--- START ---
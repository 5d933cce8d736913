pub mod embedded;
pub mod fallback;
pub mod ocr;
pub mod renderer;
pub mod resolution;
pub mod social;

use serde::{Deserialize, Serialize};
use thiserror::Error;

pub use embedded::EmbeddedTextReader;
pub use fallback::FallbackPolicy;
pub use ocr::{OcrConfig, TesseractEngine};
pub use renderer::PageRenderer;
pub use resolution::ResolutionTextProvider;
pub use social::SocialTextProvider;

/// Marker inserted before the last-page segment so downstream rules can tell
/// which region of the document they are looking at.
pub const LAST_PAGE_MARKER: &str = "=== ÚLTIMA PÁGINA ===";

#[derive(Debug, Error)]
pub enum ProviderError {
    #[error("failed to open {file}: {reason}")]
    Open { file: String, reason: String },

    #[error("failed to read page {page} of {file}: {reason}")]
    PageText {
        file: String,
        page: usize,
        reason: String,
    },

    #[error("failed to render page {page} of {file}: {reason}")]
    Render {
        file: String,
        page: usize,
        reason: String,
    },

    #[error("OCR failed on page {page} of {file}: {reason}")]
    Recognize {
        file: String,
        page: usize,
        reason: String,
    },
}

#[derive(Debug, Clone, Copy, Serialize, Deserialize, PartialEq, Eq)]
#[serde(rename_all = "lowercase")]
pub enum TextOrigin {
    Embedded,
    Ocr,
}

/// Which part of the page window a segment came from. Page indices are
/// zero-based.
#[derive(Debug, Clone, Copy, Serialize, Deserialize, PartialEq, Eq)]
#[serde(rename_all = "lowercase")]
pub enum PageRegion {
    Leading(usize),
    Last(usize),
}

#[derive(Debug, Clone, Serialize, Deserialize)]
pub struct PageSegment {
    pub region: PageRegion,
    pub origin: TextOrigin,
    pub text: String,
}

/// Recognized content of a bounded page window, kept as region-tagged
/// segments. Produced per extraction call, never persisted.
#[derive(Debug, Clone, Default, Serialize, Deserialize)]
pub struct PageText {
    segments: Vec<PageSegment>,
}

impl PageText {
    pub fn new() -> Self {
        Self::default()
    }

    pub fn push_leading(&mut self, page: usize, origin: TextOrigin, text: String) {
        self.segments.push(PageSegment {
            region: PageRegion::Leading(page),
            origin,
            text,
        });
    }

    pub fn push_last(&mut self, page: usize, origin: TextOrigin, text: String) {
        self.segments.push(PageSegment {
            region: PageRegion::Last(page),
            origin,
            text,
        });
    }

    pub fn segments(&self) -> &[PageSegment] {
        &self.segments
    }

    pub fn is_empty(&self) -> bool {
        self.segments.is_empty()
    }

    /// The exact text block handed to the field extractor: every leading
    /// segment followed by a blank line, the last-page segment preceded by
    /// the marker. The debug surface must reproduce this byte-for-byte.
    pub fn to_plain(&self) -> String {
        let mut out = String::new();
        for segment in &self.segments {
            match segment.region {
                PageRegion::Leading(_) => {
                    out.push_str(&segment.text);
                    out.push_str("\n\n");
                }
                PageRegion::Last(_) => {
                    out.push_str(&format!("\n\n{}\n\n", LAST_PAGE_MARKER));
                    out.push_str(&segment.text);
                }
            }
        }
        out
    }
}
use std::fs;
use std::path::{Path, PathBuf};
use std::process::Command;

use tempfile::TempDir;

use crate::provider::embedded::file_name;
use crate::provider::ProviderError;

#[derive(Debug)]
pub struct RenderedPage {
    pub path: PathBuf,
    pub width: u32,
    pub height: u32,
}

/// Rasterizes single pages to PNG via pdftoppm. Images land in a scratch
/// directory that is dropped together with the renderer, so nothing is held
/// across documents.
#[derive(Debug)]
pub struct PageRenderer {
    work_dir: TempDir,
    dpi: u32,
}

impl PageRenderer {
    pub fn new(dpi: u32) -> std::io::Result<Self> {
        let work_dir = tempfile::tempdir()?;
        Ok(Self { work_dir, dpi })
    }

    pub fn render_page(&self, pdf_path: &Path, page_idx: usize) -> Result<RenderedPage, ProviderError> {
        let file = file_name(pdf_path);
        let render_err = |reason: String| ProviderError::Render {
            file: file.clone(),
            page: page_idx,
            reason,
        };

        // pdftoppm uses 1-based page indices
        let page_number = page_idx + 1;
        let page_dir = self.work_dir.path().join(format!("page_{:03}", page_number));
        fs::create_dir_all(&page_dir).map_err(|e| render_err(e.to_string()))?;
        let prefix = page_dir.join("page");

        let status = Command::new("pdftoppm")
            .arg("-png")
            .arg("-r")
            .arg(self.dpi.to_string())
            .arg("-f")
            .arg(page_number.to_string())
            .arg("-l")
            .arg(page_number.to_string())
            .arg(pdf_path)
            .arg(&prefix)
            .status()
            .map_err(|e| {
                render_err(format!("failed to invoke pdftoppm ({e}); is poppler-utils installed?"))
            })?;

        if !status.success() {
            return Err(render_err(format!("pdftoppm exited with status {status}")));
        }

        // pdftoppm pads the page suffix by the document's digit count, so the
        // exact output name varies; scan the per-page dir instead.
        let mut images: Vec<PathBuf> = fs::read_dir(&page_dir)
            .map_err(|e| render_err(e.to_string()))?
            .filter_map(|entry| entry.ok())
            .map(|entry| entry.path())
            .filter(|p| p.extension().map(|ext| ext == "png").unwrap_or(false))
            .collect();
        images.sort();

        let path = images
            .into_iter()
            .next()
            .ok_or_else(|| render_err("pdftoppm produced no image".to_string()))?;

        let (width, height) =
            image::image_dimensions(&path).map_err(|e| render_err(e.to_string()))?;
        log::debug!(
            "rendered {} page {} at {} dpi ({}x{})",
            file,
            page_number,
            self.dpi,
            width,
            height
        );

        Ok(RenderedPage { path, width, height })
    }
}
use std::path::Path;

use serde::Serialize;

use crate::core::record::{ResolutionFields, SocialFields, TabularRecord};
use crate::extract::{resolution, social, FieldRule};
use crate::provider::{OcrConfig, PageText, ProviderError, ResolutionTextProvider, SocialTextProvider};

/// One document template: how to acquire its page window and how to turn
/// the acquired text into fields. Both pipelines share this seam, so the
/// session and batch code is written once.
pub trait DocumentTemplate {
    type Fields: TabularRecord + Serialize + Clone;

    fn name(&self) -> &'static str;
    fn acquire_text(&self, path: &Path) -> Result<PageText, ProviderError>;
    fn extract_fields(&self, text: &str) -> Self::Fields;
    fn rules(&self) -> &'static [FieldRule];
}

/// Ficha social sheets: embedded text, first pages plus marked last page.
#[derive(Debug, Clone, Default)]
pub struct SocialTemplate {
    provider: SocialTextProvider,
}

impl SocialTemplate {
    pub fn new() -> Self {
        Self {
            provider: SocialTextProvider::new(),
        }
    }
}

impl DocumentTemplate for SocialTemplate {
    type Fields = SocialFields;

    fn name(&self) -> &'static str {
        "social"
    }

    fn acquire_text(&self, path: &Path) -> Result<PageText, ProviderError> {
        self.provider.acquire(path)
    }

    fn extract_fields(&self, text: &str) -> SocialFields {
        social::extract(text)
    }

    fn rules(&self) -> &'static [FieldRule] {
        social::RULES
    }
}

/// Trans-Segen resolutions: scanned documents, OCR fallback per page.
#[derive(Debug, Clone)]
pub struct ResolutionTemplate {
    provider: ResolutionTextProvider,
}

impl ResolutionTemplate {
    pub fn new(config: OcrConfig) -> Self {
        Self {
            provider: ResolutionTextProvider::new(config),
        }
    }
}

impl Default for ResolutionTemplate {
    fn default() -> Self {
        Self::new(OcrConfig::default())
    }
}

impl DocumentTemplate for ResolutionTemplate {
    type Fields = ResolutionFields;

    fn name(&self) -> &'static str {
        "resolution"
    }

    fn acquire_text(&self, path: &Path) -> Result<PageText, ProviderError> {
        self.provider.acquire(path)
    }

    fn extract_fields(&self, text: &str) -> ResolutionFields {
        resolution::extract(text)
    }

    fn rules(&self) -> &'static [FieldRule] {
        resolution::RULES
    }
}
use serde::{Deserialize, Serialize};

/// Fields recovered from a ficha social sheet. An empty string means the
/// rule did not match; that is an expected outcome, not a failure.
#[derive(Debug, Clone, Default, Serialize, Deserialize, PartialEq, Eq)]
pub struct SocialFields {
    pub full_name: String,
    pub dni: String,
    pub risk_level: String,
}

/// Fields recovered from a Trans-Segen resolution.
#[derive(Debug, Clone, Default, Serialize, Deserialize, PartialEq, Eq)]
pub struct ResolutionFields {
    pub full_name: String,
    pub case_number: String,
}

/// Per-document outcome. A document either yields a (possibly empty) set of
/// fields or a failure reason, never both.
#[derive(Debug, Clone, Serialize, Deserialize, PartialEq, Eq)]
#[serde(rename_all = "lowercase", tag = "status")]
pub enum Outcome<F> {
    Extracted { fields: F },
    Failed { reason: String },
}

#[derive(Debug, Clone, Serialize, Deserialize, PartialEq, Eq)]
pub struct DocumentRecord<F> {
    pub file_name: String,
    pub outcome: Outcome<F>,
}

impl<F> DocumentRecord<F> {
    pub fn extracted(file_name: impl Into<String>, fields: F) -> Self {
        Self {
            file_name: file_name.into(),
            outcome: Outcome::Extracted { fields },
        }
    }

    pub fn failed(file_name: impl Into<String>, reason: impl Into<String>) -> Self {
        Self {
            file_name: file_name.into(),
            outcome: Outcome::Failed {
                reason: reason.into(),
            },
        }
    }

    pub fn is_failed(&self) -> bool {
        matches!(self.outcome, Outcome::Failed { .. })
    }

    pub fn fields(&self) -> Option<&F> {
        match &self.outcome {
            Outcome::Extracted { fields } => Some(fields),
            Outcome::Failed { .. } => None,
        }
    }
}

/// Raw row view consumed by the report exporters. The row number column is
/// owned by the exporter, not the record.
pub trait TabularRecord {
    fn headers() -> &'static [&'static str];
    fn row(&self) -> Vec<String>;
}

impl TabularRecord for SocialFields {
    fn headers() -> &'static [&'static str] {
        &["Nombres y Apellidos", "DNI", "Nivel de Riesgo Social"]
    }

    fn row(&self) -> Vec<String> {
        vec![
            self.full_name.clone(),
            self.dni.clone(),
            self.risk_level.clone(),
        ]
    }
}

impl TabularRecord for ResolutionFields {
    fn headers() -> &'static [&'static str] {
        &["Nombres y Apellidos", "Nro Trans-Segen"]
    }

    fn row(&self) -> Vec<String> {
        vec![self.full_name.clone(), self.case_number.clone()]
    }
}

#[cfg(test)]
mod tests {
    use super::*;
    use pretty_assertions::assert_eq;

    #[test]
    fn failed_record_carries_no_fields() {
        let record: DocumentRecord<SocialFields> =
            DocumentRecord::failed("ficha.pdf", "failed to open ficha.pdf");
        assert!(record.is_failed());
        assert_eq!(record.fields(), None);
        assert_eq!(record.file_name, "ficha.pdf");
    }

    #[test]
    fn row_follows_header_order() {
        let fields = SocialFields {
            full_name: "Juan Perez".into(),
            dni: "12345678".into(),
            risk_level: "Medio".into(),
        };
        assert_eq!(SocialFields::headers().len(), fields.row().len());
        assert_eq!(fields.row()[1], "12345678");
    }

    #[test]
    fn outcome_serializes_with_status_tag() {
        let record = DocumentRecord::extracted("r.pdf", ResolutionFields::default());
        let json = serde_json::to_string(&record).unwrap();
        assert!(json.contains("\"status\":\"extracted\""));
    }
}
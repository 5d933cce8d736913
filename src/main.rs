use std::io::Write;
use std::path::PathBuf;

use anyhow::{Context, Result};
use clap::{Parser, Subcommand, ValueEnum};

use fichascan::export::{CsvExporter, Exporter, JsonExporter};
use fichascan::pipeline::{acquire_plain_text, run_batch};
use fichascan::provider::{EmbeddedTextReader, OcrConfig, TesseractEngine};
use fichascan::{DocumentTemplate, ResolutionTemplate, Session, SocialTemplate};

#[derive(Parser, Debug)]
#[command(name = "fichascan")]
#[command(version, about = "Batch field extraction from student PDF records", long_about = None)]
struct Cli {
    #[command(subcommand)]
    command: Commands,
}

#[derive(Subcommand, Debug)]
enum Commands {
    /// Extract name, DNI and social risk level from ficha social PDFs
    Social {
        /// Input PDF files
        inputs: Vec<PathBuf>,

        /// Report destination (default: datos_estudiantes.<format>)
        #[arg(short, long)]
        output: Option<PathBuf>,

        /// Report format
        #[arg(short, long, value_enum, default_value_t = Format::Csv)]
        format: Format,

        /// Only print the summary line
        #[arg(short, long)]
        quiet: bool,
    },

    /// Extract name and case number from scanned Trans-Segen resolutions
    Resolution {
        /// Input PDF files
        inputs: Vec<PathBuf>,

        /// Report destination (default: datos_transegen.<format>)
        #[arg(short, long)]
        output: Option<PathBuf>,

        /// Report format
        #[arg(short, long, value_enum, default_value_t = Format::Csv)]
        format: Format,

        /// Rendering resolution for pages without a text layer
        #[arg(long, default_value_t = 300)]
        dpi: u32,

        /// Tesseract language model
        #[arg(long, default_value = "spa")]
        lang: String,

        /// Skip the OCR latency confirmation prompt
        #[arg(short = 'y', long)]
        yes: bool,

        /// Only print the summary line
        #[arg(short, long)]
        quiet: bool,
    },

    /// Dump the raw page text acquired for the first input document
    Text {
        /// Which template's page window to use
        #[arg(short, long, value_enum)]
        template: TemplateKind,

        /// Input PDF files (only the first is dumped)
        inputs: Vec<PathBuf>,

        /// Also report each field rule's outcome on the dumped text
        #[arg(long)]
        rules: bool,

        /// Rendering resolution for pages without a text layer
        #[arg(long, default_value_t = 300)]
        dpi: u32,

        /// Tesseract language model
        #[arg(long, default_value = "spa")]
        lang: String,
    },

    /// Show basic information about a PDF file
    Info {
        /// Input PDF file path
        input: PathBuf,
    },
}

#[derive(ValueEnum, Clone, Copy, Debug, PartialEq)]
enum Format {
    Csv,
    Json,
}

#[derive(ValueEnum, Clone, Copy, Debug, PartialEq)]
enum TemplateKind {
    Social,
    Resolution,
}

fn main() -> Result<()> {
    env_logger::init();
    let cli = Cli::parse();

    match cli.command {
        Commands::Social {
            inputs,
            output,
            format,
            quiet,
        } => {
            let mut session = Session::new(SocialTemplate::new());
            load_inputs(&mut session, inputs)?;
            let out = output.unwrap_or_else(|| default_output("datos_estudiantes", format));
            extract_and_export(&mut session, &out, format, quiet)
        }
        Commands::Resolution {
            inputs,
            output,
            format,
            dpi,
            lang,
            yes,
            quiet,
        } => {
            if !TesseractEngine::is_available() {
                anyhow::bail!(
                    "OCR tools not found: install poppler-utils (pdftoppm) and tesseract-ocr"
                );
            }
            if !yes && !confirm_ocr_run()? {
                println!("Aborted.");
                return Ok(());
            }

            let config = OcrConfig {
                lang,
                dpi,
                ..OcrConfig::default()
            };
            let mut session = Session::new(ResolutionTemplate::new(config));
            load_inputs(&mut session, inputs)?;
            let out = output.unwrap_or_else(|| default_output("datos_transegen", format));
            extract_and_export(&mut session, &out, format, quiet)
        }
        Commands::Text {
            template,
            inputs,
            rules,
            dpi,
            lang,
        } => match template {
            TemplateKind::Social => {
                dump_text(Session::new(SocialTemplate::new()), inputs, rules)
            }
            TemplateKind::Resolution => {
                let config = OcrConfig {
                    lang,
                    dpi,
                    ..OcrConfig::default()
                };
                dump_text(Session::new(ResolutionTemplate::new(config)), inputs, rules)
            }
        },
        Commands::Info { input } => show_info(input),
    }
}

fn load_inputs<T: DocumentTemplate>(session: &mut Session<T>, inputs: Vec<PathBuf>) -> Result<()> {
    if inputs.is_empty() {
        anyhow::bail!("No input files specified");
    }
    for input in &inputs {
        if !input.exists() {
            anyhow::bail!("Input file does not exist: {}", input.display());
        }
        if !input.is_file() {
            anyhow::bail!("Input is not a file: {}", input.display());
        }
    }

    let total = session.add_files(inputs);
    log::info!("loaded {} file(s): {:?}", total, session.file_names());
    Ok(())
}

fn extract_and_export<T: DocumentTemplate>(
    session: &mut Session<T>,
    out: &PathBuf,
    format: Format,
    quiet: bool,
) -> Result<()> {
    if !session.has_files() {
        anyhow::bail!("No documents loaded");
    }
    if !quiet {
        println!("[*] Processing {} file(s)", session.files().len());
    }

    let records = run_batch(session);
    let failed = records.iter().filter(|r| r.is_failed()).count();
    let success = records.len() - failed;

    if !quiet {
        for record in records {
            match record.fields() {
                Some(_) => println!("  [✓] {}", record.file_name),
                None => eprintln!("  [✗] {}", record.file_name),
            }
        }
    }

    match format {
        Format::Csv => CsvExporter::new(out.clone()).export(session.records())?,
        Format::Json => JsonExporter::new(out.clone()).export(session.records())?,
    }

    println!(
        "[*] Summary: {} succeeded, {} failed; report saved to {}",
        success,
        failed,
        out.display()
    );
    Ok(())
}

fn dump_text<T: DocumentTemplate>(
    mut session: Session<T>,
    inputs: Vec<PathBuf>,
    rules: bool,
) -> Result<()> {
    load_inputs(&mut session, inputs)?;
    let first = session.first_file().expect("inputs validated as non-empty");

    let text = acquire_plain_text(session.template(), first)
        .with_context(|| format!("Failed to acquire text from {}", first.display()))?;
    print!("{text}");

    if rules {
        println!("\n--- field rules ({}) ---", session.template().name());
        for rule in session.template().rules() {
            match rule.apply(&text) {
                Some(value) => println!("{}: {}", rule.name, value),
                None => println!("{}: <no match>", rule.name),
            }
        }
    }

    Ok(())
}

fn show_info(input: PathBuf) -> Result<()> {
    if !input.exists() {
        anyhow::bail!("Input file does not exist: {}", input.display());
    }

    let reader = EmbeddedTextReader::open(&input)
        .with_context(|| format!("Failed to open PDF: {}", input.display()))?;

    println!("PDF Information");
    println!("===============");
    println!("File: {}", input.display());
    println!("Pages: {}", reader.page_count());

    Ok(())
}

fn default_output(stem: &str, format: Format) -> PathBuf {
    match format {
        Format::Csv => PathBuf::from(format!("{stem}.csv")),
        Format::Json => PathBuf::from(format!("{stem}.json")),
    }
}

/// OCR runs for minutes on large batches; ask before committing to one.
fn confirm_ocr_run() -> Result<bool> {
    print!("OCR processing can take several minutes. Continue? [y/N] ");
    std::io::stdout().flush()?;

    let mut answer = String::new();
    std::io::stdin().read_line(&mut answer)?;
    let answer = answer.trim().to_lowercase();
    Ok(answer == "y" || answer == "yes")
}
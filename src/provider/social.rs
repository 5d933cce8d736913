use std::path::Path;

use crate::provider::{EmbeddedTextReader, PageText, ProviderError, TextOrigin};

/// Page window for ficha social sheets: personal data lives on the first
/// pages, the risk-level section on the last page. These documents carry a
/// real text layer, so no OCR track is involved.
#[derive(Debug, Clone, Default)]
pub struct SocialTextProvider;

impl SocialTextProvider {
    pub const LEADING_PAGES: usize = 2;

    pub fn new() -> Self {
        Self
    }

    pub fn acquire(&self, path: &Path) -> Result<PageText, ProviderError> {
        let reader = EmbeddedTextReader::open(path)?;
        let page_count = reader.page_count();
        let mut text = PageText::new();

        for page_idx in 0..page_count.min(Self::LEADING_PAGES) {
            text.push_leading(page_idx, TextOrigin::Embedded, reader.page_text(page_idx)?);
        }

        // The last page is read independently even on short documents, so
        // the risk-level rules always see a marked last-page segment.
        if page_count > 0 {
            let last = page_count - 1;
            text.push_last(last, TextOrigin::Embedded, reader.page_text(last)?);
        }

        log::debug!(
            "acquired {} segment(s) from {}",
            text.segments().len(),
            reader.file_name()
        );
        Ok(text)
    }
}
--- END ---
EXERCISE GOAL =
Look through the entries above and list every line containing "failure".

THE ANSWER =
/// rule did not match; that is an expected outcome, not a failure.
/// fields or a failure reason, never both.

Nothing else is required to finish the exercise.